[ACTIVITY]
Return the complete listing without omission.

• • • •

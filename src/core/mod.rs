//! Core value types: players, cards, and the deterministic RNG.
//!
//! Everything here is a plain value. The stateful components
//! (`CardInventory`, `BonusProgression`) live in their own modules and
//! are built on top of these.

pub mod card;
pub mod player;
pub mod rng;

pub use card::{Card, CardId, CardKind};
pub use player::PlayerId;
pub use rng::GameRng;
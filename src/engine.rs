//! The card-exchange engine facade.
//!
//! `CardExchangeEngine` is the in-process API a turn/phase controller
//! consumes. It owns one inventory and one bonus progression per
//! running game and forwards to the coordinator for trades. The
//! controller decides *when* a trade may happen and what to do with
//! the awarded bonus; the engine only answers whether and for how
//! much.

use serde::{Deserialize, Serialize};

use crate::core::card::{Card, CardId, CardKind};
use crate::core::player::PlayerId;
use crate::core::rng::GameRng;
use crate::inventory::CardInventory;
use crate::trade::coordinator;
use crate::trade::error::TradeError;
use crate::trade::progression::BonusProgression;

/// One card-exchange engine per running game.
///
/// Designed for single-threaded, synchronous use: one game-state owner
/// issues calls serially. No operation blocks, suspends, or performs
/// I/O; callers in multi-threaded hosts must serialize mutations
/// externally.
///
/// ## Usage
///
/// ```
/// use conquest_cards::core::{CardKind, PlayerId};
/// use conquest_cards::engine::CardExchangeEngine;
///
/// let mut engine = CardExchangeEngine::new();
/// let player = PlayerId::new(0);
///
/// let a = engine.add_card_to_player(player, CardKind::Infantry);
/// let b = engine.add_card_to_player(player, CardKind::Infantry);
/// let c = engine.add_card_to_player(player, CardKind::Wild);
///
/// let bonus = engine.trade_triplet(player, &[a.id, b.id, c.id]).unwrap();
/// assert_eq!(bonus, 4);
/// assert!(engine.player_cards(player).is_empty());
/// ```
#[derive(Clone, Debug, Default, Serialize, Deserialize)]
pub struct CardExchangeEngine {
    inventory: CardInventory,
    progression: BonusProgression,
}

impl CardExchangeEngine {
    /// Create an engine with the canonical bonus seeds.
    #[must_use]
    pub fn new() -> Self {
        Self::default()
    }

    /// Create an engine with an explicit bonus seed pair.
    #[must_use]
    pub fn with_seeds(seed_a: u32, seed_b: u32) -> Self {
        Self {
            inventory: CardInventory::new(),
            progression: BonusProgression::with_seeds(seed_a, seed_b),
        }
    }

    /// Grant a card of the given kind to a player.
    pub fn add_card_to_player(&mut self, player: PlayerId, kind: CardKind) -> Card {
        self.inventory.add_card(player, kind)
    }

    /// Award a random card to a player.
    ///
    /// Uniform over the three basic kinds, except with probability
    /// `wild_chance` the card is Wild; `wild_chance <= 0` disables
    /// Wild entirely.
    pub fn award_random_card(
        &mut self,
        player: PlayerId,
        rng: &mut GameRng,
        wild_chance: f64,
    ) -> Card {
        self.inventory.award_random_card(player, rng, wild_chance)
    }

    /// Get a snapshot copy of a player's current hand.
    #[must_use]
    pub fn player_cards(&self, player: PlayerId) -> Vec<Card> {
        self.inventory.hand(player)
    }

    /// Check whether a proposed trade would succeed, without executing.
    pub fn can_trade_triplet(&self, player: PlayerId, card_ids: &[CardId]) -> Result<(), TradeError> {
        coordinator::validate(&self.inventory, player, card_ids)
    }

    /// Execute a trade, returning the troop bonus awarded.
    ///
    /// On any failure the hand and the progression are left untouched.
    pub fn trade_triplet(&mut self, player: PlayerId, card_ids: &[CardId]) -> Result<u32, TradeError> {
        coordinator::execute(&mut self.inventory, &mut self.progression, player, card_ids)
    }

    /// The bonus the next successful trade would award.
    #[must_use]
    pub fn preview_next_trade_bonus(&self) -> u32 {
        self.progression.preview()
    }

    /// Number of successful trades since the last reset.
    #[must_use]
    pub fn trade_count(&self) -> u32 {
        self.progression.trade_count()
    }

    /// Restart the bonus escalation with the canonical seeds.
    pub fn reset_trades(&mut self) {
        self.progression.reset_default();
        tracing::debug!("trade progression reset");
    }

    /// Empty every hand and restart card id allocation.
    pub fn clear_all_hands(&mut self) {
        self.inventory.clear_all();
        tracing::debug!("all hands cleared");
    }
}

#[cfg(test)]
mod tests {
    use super::*;

    #[test]
    fn test_fresh_engine_first_trade_awards_four() {
        // Pins the seed question: default construction uses the
        // canonical pair, so the first trade awards 4.
        let engine = CardExchangeEngine::new();
        assert_eq!(engine.preview_next_trade_bonus(), 4);
        assert_eq!(engine.trade_count(), 0);
    }

    #[test]
    fn test_with_seeds() {
        let engine = CardExchangeEngine::with_seeds(2, 3);
        assert_eq!(engine.preview_next_trade_bonus(), 2);
    }

    #[test]
    fn test_reset_trades_keeps_hands() {
        let mut engine = CardExchangeEngine::with_seeds(100, 200);
        let player = PlayerId::new(0);
        engine.add_card_to_player(player, CardKind::Infantry);

        engine.reset_trades();

        assert_eq!(engine.preview_next_trade_bonus(), 4);
        assert_eq!(engine.player_cards(player).len(), 1);
    }

    #[test]
    fn test_clear_all_hands_keeps_progression() {
        let mut engine = CardExchangeEngine::new();
        let player = PlayerId::new(0);
        let a = engine.add_card_to_player(player, CardKind::Wild);
        let b = engine.add_card_to_player(player, CardKind::Wild);
        let c = engine.add_card_to_player(player, CardKind::Wild);
        engine.trade_triplet(player, &[a.id, b.id, c.id]).unwrap();

        engine.clear_all_hands();

        assert!(engine.player_cards(player).is_empty());
        assert_eq!(engine.trade_count(), 1);
        assert_eq!(engine.preview_next_trade_bonus(), 6);
    }

    #[test]
    fn test_engine_serialization() {
        let mut engine = CardExchangeEngine::new();
        let player = PlayerId::new(0);
        engine.add_card_to_player(player, CardKind::Infantry);
        engine.add_card_to_player(player, CardKind::Wild);

        let json = serde_json::to_string(&engine).unwrap();
        let restored: CardExchangeEngine = serde_json::from_str(&json).unwrap();

        assert_eq!(engine.player_cards(player), restored.player_cards(player));
        assert_eq!(engine.preview_next_trade_bonus(), restored.preview_next_trade_bonus());
    }
}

• • • •

[TASK RESPONSE]
filename src/core/mod.rs
//! Core value types: players, cards, and the deterministic RNG.
//!
//! Everything here is a plain value. The stateful components
//! (`CardInventory`, `BonusProgression`) live in their own modules and
//! are built on top of these.

pub mod card;
pub mod player;
pub mod rng;

pub use card::{Card, CardId, CardKind};
pub use player::PlayerId;
pub use rng::GameRng;
filename src/engine.rs
//! The card-exchange engine facade.
//!
//! `CardExchangeEngine` is the in-process API a turn/phase controller
//! consumes. It owns one inventory and one bonus progression per
//! running game and forwards to the coordinator for trades. The
//! controller decides *when* a trade may happen and what to do with
//! the awarded bonus; the engine only answers whether and for how
//! much.

use serde::{Deserialize, Serialize};

use crate::core::card::{Card, CardId, CardKind};
use crate::core::player::PlayerId;
use crate::core::rng::GameRng;
use crate::inventory::CardInventory;
use crate::trade::coordinator;
use crate::trade::error::TradeError;
use crate::trade::progression::BonusProgression;

/// One card-exchange engine per running game.
///
/// Designed for single-threaded, synchronous use: one game-state owner
/// issues calls serially. No operation blocks, suspends, or performs
/// I/O; callers in multi-threaded hosts must serialize mutations
/// externally.
///
/// ## Usage
///
/// ```
/// use conquest_cards::core::{CardKind, PlayerId};
/// use conquest_cards::engine::CardExchangeEngine;
///
/// let mut engine = CardExchangeEngine::new();
/// let player = PlayerId::new(0);
///
/// let a = engine.add_card_to_player(player, CardKind::Infantry);
/// let b = engine.add_card_to_player(player, CardKind::Infantry);
/// let c = engine.add_card_to_player(player, CardKind::Wild);
///
/// let bonus = engine.trade_triplet(player, &[a.id, b.id, c.id]).unwrap();
/// assert_eq!(bonus, 4);
/// assert!(engine.player_cards(player).is_empty());
/// ```
#[derive(Clone, Debug, Default, Serialize, Deserialize)]
pub struct CardExchangeEngine {
    inventory: CardInventory,
    progression: BonusProgression,
}

impl CardExchangeEngine {
    /// Create an engine with the canonical bonus seeds.
    #[must_use]
    pub fn new() -> Self {
        Self::default()
    }

    /// Create an engine with an explicit bonus seed pair.
    #[must_use]
    pub fn with_seeds(seed_a: u32, seed_b: u32) -> Self {
        Self {
            inventory: CardInventory::new(),
            progression: BonusProgression::with_seeds(seed_a, seed_b),
        }
    }

    /// Grant a card of the given kind to a player.
    pub fn add_card_to_player(&mut self, player: PlayerId, kind: CardKind) -> Card {
        self.inventory.add_card(player, kind)
    }

    /// Award a random card to a player.
    ///
    /// Uniform over the three basic kinds, except with probability
    /// `wild_chance` the card is Wild; `wild_chance <= 0` disables
    /// Wild entirely.
    pub fn award_random_card(
        &mut self,
        player: PlayerId,
        rng: &mut GameRng,
        wild_chance: f64,
    ) -> Card {
        self.inventory.award_random_card(player, rng, wild_chance)
    }

    /// Get a snapshot copy of a player's current hand.
    #[must_use]
    pub fn player_cards(&self, player: PlayerId) -> Vec<Card> {
        self.inventory.hand(player)
    }

    /// Check whether a proposed trade would succeed, without executing.
    pub fn can_trade_triplet(&self, player: PlayerId, card_ids: &[CardId]) -> Result<(), TradeError> {
        coordinator::validate(&self.inventory, player, card_ids)
    }

    /// Execute a trade, returning the troop bonus awarded.
    ///
    /// On any failure the hand and the progression are left untouched.
    pub fn trade_triplet(&mut self, player: PlayerId, card_ids: &[CardId]) -> Result<u32, TradeError> {
        coordinator::execute(&mut self.inventory, &mut self.progression, player, card_ids)
    }

    /// The bonus the next successful trade would award.
    #[must_use]
    pub fn preview_next_trade_bonus(&self) -> u32 {
        self.progression.preview()
    }

    /// Number of successful trades since the last reset.
    #[must_use]
    pub fn trade_count(&self) -> u32 {
        self.progression.trade_count()
    }

    /// Restart the bonus escalation with the canonical seeds.
    pub fn reset_trades(&mut self) {
        self.progression.reset_default();
        tracing::debug!("trade progression reset");
    }

    /// Empty every hand and restart card id allocation.
    pub fn clear_all_hands(&mut self) {
        self.inventory.clear_all();
        tracing::debug!("all hands cleared");
    }
}

#[cfg(test)]
mod tests {
    use super::*;

    #[test]
    fn test_fresh_engine_first_trade_awards_four() {
        // Pins the seed question: default construction uses the
        // canonical pair, so the first trade awards 4.
        let engine = CardExchangeEngine::new();
        assert_eq!(engine.preview_next_trade_bonus(), 4);
        assert_eq!(engine.trade_count(), 0);
    }

    #[test]
    fn test_with_seeds() {
        let engine = CardExchangeEngine::with_seeds(2, 3);
        assert_eq!(engine.preview_next_trade_bonus(), 2);
    }

    #[test]
    fn test_reset_trades_keeps_hands() {
        let mut engine = CardExchangeEngine::with_seeds(100, 200);
        let player = PlayerId::new(0);
        engine.add_card_to_player(player, CardKind::Infantry);

        engine.reset_trades();

        assert_eq!(engine.preview_next_trade_bonus(), 4);
        assert_eq!(engine.player_cards(player).len(), 1);
    }

    #[test]
    fn test_clear_all_hands_keeps_progression() {
        let mut engine = CardExchangeEngine::new();
        let player = PlayerId::new(0);
        let a = engine.add_card_to_player(player, CardKind::Wild);
        let b = engine.add_card_to_player(player, CardKind::Wild);
        let c = engine.add_card_to_player(player, CardKind::Wild);
        engine.trade_triplet(player, &[a.id, b.id, c.id]).unwrap();

        engine.clear_all_hands();

        assert!(engine.player_cards(player).is_empty());
        assert_eq!(engine.trade_count(), 1);
        assert_eq!(engine.preview_next_trade_bonus(), 6);
    }

    #[test]
    fn test_engine_serialization() {
        let mut engine = CardExchangeEngine::new();
        let player = PlayerId::new(0);
        engine.add_card_to_player(player, CardKind::Infantry);
        engine.add_card_to_player(player, CardKind::Wild);

        let json = serde_json::to_string(&engine).unwrap();
        let restored: CardExchangeEngine = serde_json::from_str(&json).unwrap();

        assert_eq!(engine.player_cards(player), restored.player_cards(player));
        assert_eq!(engine.preview_next_trade_bonus(), restored.preview_next_trade_bonus());
    }
}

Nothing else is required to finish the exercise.